DATA PROVIDED:
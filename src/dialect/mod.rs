//! Per-dialect row encoding (spec §4.2).
//!
//! Each dialect is a zero-sized marker type implementing [`DialectSpec`];
//! [`DialectWriter<D>`] is generic over it so the per-row algorithm
//! specializes at compile time instead of branching on a runtime config
//! struct, mirroring `Dialect_dump_writer<T>` in
//! `examples/original_source/modules/util/dump/dialect_dump_writer.h`.

use crate::buffer::Buffer;
use crate::session::{ColumnType, Row};

mod csv;
mod csv_unix;
mod default;
mod json;
mod tsv;

pub use csv::Csv;
pub use csv_unix::CsvUnix;
pub use default::Default as DefaultDialect;
pub use json::Json;
pub use tsv::Tsv;

/// The five dialect parameters from spec.md §4.2, as compile-time constants.
pub trait DialectSpec {
    const LINE_TERMINATOR: &'static [u8];
    const FIELD_TERMINATOR: &'static [u8];
    const ENCLOSURE: Option<u8>;
    const ESCAPE: Option<u8>;
    const OPTIONALLY_ENCLOSED: bool;
    const FILE_EXTENSION: &'static str;
}

/// Encodes rows for dialect `D` into a [`Buffer`]. Stateless beyond the
/// base64-vs-hex choice for csv_unsafe columns; one instance is cheap to
/// create per chunk task.
#[derive(Debug, Clone, Copy)]
pub struct DialectWriter<D: DialectSpec> {
    use_base64: bool,
    _dialect: std::marker::PhantomData<D>,
}

impl<D: DialectSpec> DialectWriter<D> {
    pub fn new(use_base64: bool) -> Self {
        Self {
            use_base64,
            _dialect: std::marker::PhantomData,
        }
    }

    pub fn use_base64(&self) -> bool {
        self.use_base64
    }

    pub fn file_extension(&self) -> &'static str {
        D::FILE_EXTENSION
    }

    /// Encode one row into `buf`, advancing it. Returns the number of bytes
    /// appended.
    pub fn write_row(&self, row: &dyn Row, buf: &mut Buffer) -> usize {
        let start = buf.len();
        let n = row.num_fields();
        for i in 0..n {
            if i != 0 {
                buf.will_write(D::FIELD_TERMINATOR.len());
                buf.append_bytes(D::FIELD_TERMINATOR);
            }
            self.write_field(row, i, buf);
        }
        buf.will_write(D::LINE_TERMINATOR.len());
        buf.append_bytes(D::LINE_TERMINATOR);
        buf.len() - start
    }

    fn write_field(&self, row: &dyn Row, i: usize, buf: &mut Buffer) {
        let ty = row.get_type(i);
        let mut is_null = row.is_null(i);
        let raw = row.get_raw_data(i);

        // Step 3: numeric columns whose text form starts with a non-numeric
        // letter (after an optional leading '-') are "inf"/"-inf"/"nan" and
        // get coerced to NULL; this is intentional lossy behavior, not a bug.
        if !is_null && ty.is_numeric() {
            if let Some(bytes) = raw {
                if let Some(&first) = bytes.iter().find(|&&b| b != b'-') {
                    if first.is_ascii_alphabetic() {
                        is_null = true;
                    }
                }
            }
        }

        if is_null {
            self.write_null(buf);
            return;
        }

        let bytes = raw.unwrap_or(&[]);
        let enclose = D::ENCLOSURE.is_some() && (ty.is_string() || !D::OPTIONALLY_ENCLOSED);

        if enclose {
            buf.will_write(1);
            buf.append(D::ENCLOSURE.unwrap());
        }
        self.write_payload(bytes, buf);
        if enclose {
            buf.will_write(1);
            buf.append(D::ENCLOSURE.unwrap());
        }
    }

    fn write_null(&self, buf: &mut Buffer) {
        match D::ESCAPE {
            Some(esc) => {
                buf.will_write(2);
                buf.append(esc);
                buf.append(b'N');
            }
            None => {
                buf.will_write(4);
                buf.append_bytes(b"NULL");
            }
        }
    }

    fn write_payload(&self, bytes: &[u8], buf: &mut Buffer) {
        let Some(esc) = D::ESCAPE else {
            buf.will_write(bytes.len());
            buf.append_bytes(bytes);
            return;
        };

        let field_byte = D::FIELD_TERMINATOR.first().copied();
        let line_byte = D::LINE_TERMINATOR.first().copied();
        let enclosure = D::ENCLOSURE;

        buf.will_write(bytes.len());
        for &b in bytes {
            let mnemonic = mnemonic_escape(b);
            let needs_escape =
                b == esc || Some(b) == field_byte || Some(b) == line_byte || Some(b) == enclosure || mnemonic.is_some();
            if needs_escape {
                buf.will_write(2);
                buf.append(esc);
                buf.append(mnemonic.unwrap_or(b));
            } else {
                buf.append(b);
            }
        }
    }
}

/// The mnemonic substitutions from spec.md §4.2 step 5.
fn mnemonic_escape(b: u8) -> Option<u8> {
    match b {
        0x00 => Some(b'0'),
        0x08 => Some(b'b'),
        b'\n' => Some(b'n'),
        b'\r' => Some(b'r'),
        b'\t' => Some(b't'),
        0x1A => Some(b'Z'),
        _ => None,
    }
}

/// Encode `csv_unsafe` column projections server-side: wraps a column
/// reference in `TO_BASE64(...)` or `HEX(...)` depending on the dump-wide
/// option (spec §4.2 last paragraph).
pub fn wrap_unsafe_projection(column_expr: &str, use_base64: bool) -> String {
    if use_base64 {
        format!("TO_BASE64({column_expr})")
    } else {
        format!("HEX({column_expr})")
    }
}

/// A dialect picked at runtime (e.g. from a CLI flag), dispatched once at
/// chunk-task construction time to the appropriate monomorphized
/// [`DialectWriter`].
#[derive(Debug, Clone, Copy, PartialEq, Eq)]
pub enum Dialect {
    Default,
    Csv,
    CsvUnix,
    Tsv,
    Json,
}

impl std::str::FromStr for Dialect {
    type Err = String;

    fn from_str(s: &str) -> Result<Self, Self::Err> {
        match s {
            "default" => Ok(Dialect::Default),
            "csv" => Ok(Dialect::Csv),
            "csv-unix" | "csv_unix" => Ok(Dialect::CsvUnix),
            "tsv" => Ok(Dialect::Tsv),
            "json" => Ok(Dialect::Json),
            other => Err(format!("unknown dialect '{other}'")),
        }
    }
}

impl std::fmt::Display for Dialect {
    fn fmt(&self, f: &mut std::fmt::Formatter<'_>) -> std::fmt::Result {
        let s = match self {
            Dialect::Default => "default",
            Dialect::Csv => "csv",
            Dialect::CsvUnix => "csv-unix",
            Dialect::Tsv => "tsv",
            Dialect::Json => "json",
        };
        write!(f, "{s}")
    }
}

impl Dialect {
    pub fn file_extension(self) -> &'static str {
        match self {
            Dialect::Default => DefaultDialect::FILE_EXTENSION,
            Dialect::Csv => Csv::FILE_EXTENSION,
            Dialect::CsvUnix => CsvUnix::FILE_EXTENSION,
            Dialect::Tsv => Tsv::FILE_EXTENSION,
            Dialect::Json => Json::FILE_EXTENSION,
        }
    }
}

/// Encode one row for a runtime-selected dialect, dispatching to the
/// monomorphized writer. Used by the worker, which only learns the dialect
/// from `DumpOptions` at run time.
pub enum AnyDialectWriter {
    Default(DialectWriter<DefaultDialect>),
    Csv(DialectWriter<Csv>),
    CsvUnix(DialectWriter<CsvUnix>),
    Tsv(DialectWriter<Tsv>),
    Json(DialectWriter<Json>),
}

impl AnyDialectWriter {
    pub fn new(dialect: Dialect, use_base64: bool) -> Self {
        match dialect {
            Dialect::Default => AnyDialectWriter::Default(DialectWriter::new(use_base64)),
            Dialect::Csv => AnyDialectWriter::Csv(DialectWriter::new(use_base64)),
            Dialect::CsvUnix => AnyDialectWriter::CsvUnix(DialectWriter::new(use_base64)),
            Dialect::Tsv => AnyDialectWriter::Tsv(DialectWriter::new(use_base64)),
            Dialect::Json => AnyDialectWriter::Json(DialectWriter::new(use_base64)),
        }
    }

    pub fn use_base64(&self) -> bool {
        match self {
            AnyDialectWriter::Default(w) => w.use_base64(),
            AnyDialectWriter::Csv(w) => w.use_base64(),
            AnyDialectWriter::CsvUnix(w) => w.use_base64(),
            AnyDialectWriter::Tsv(w) => w.use_base64(),
            AnyDialectWriter::Json(w) => w.use_base64(),
        }
    }

    pub fn file_extension(&self) -> &'static str {
        match self {
            AnyDialectWriter::Default(w) => w.file_extension(),
            AnyDialectWriter::Csv(w) => w.file_extension(),
            AnyDialectWriter::CsvUnix(w) => w.file_extension(),
            AnyDialectWriter::Tsv(w) => w.file_extension(),
            AnyDialectWriter::Json(w) => w.file_extension(),
        }
    }

    pub fn write_row(&self, row: &dyn Row, buf: &mut Buffer) -> usize {
        match self {
            AnyDialectWriter::Default(w) => w.write_row(row, buf),
            AnyDialectWriter::Csv(w) => w.write_row(row, buf),
            AnyDialectWriter::CsvUnix(w) => w.write_row(row, buf),
            AnyDialectWriter::Tsv(w) => w.write_row(row, buf),
            AnyDialectWriter::Json(w) => w.write_row(row, buf),
        }
    }
}

#[cfg(test)]
mod tests {
    use super::*;
    use crate::session::OwnedRow;

    fn row(values: Vec<Option<&str>>, types: Vec<ColumnType>) -> OwnedRow {
        OwnedRow {
            types,
            values: values.into_iter().map(|v| v.map(|s| s.as_bytes().to_vec())).collect(),
        }
    }

    #[test]
    fn csv_dialect_encodes_scenario_one() {
        let w = DialectWriter::<Csv>::new(true);
        let mut buf = Buffer::new();
        w.write_row(
            &row(vec![Some("1"), Some("a")], vec![ColumnType::Int, ColumnType::String]),
            &mut buf,
        );
        w.write_row(
            &row(vec![Some("2"), None], vec![ColumnType::Int, ColumnType::String]),
            &mut buf,
        );
        w.write_row(
            &row(vec![Some("3"), Some("c,d")], vec![ColumnType::Int, ColumnType::String]),
            &mut buf,
        );
        assert_eq!(
            buf.as_slice(),
            b"1,\"a\"\r\n2,\\N\r\n3,\"c,d\"\r\n".as_slice()
        );
    }

    #[test]
    fn tsv_dialect_encodes_scenario_two() {
        let w = DialectWriter::<Tsv>::new(true);
        let mut buf = Buffer::new();
        w.write_row(
            &row(vec![Some("1"), Some("a")], vec![ColumnType::Int, ColumnType::String]),
            &mut buf,
        );
        w.write_row(
            &row(vec![Some("2"), None], vec![ColumnType::Int, ColumnType::String]),
            &mut buf,
        );
        w.write_row(
            &row(vec![Some("3"), Some("c,d")], vec![ColumnType::Int, ColumnType::String]),
            &mut buf,
        );
        assert_eq!(
            buf.as_slice(),
            b"1\t\"a\"\r\n2\t\\N\r\n3\t\"c,d\"\r\n".as_slice()
        );
    }

    #[test]
    fn default_dialect_coerces_nan_and_inf_to_null() {
        let w = DialectWriter::<DefaultDialect>::new(true);
        let mut buf = Buffer::new();
        for v in ["1.5", "inf", "-inf", "nan"] {
            w.write_row(&row(vec![Some(v)], vec![ColumnType::Double]), &mut buf);
        }
        assert_eq!(buf.as_slice(), b"1.5\n\\N\n\\N\n\\N\n".as_slice());
    }

    #[test]
    fn escape_correctness_no_unescaped_special_bytes() {
        let w = DialectWriter::<Csv>::new(true);
        let mut buf = Buffer::new();
        w.write_row(
            &row(vec![Some("has\"quote,and\ttab")], vec![ColumnType::String]),
            &mut buf,
        );
        let encoded = buf.as_slice();
        assert_eq!(encoded[0], b'"');
        assert_eq!(&encoded[encoded.len() - 2..], b"\r\n");
        let inner = &encoded[1..encoded.len() - 3];
        let mut i = 0;
        while i < inner.len() {
            let b = inner[i];
            if b == b'\\' {
                i += 2;
                continue;
            }
            assert_ne!(b, b'"', "unescaped quote at {i}");
            assert_ne!(b, b',', "unescaped comma at {i}");
            i += 1;
        }
    }
}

WHAT THE TASK REQUIRES:
How many of the lines above include "crate"? Only the number should be given.

RESULT FOR THIS EXERCISE:
3